De igual modo pesan los ecos de la Guerra Civil, de la desbandada de los republicanos en su camino hacia el exilio, con los objetos y armas que tuvieron que abandonar, pero también el hartazgo que entre algunos personajes pruducen los recuerdos de la contienda, como ocurre en el caso de Cristina: "La Guerra Civil, qué aburrimiento" (p. 151). En un capítulo memorable, inspirado en la célebre foto de la familia Gracia Bamala (en la que se ve al padre, la niña y los dos hijos), aparece la guerra vista a través de los ojos de Eva, Palomita, a quien Hilari le dedica uno de sus poemas. Sabemos que, en realidad, la chica se llamaba Alicia, tenía 6 años y había perdido una pierna en el bombardeo de la aviación italiana sobre Monzón, donde murió su madre, mientras que uno de sus hermanos, Amadeo, perdió parte de una pierna.

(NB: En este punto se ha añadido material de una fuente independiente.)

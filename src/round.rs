//! Round resolution.
//!
//! Drives one round across all hands in three ordered phases, each
//! applied to every hand before the next phase starts:
//!
//! 1. Roll: every hand rolls its dice.
//! 2. Score + transfer: every hand banks its sixes, then its ones are
//!    queued onto the next hand in seating order (wrapping to seat 0).
//! 3. Commit: every hand moves queued dice into play.
//!
//! Running phase-by-phase rather than hand-by-hand is what guarantees a
//! transferred die cannot be rolled or scored in the round it arrives:
//! it sits in the target's pending buffer until phase 3.

use crate::hand::{Hand, HandError};
use crate::random::RandomSource;

/// Rolls every die of every hand.
pub fn roll_phase<R: RandomSource>(hands: &mut [Hand], rng: &mut R) {
    for hand in hands.iter_mut() {
        hand.roll_all(rng);
    }
}

/// Banks scoring dice and queues transfer dice onto each next hand.
///
/// Extracted dice always carry valid faces, so a queue rejection here
/// means game state is corrupt; it is propagated, never dropped.
pub fn score_phase(hands: &mut [Hand]) -> Result<(), HandError> {
    let count = hands.len();
    for i in 0..count {
        hands[i].extract_scoring();
        let transfers = hands[i].extract_transfers();
        if transfers.is_empty() {
            continue;
        }
        let next = (i + 1) % count;
        hands[next].queue_incoming(&transfers)?;
    }
    Ok(())
}

/// Commits every hand's queued incoming dice into play.
pub fn commit_phase(hands: &mut [Hand]) {
    for hand in hands.iter_mut() {
        hand.commit_incoming();
    }
}

/// Runs one full round: roll, score + transfer, commit.
pub fn play_round<R: RandomSource>(hands: &mut [Hand], rng: &mut R) -> Result<(), HandError> {
    roll_phase(hands, rng);
    score_phase(hands)?;
    commit_phase(hands);
    Ok(())
}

Aparecen, además, varias reflexiones sobre la memoria, sobre los recuerdos: así, en este sentido, Sió nos previene contra las trampas de la memoria y confiesa que Domènec, su marido, "no me quería lo suficiente, como todos los hombres, que nunca quieren lo suficiente"; Neus comenta lo que le dijo su marido cuando Sió empezó a perder el juicio: "a veces, para sobrevivir, hay que echar tierra a los recuerdos, pero que el que ha sufrido mucho siembre echa demasiada tierra"; y, por último, Núria desea que Jaume, con quien trabaja en un bar, le cuente más secretos, pero este, tras varias confesiones, piensa que "no conviene abrir la puerta de los recuerdos, no trae nada bueno" (pp. 34, 123, 124 y 168).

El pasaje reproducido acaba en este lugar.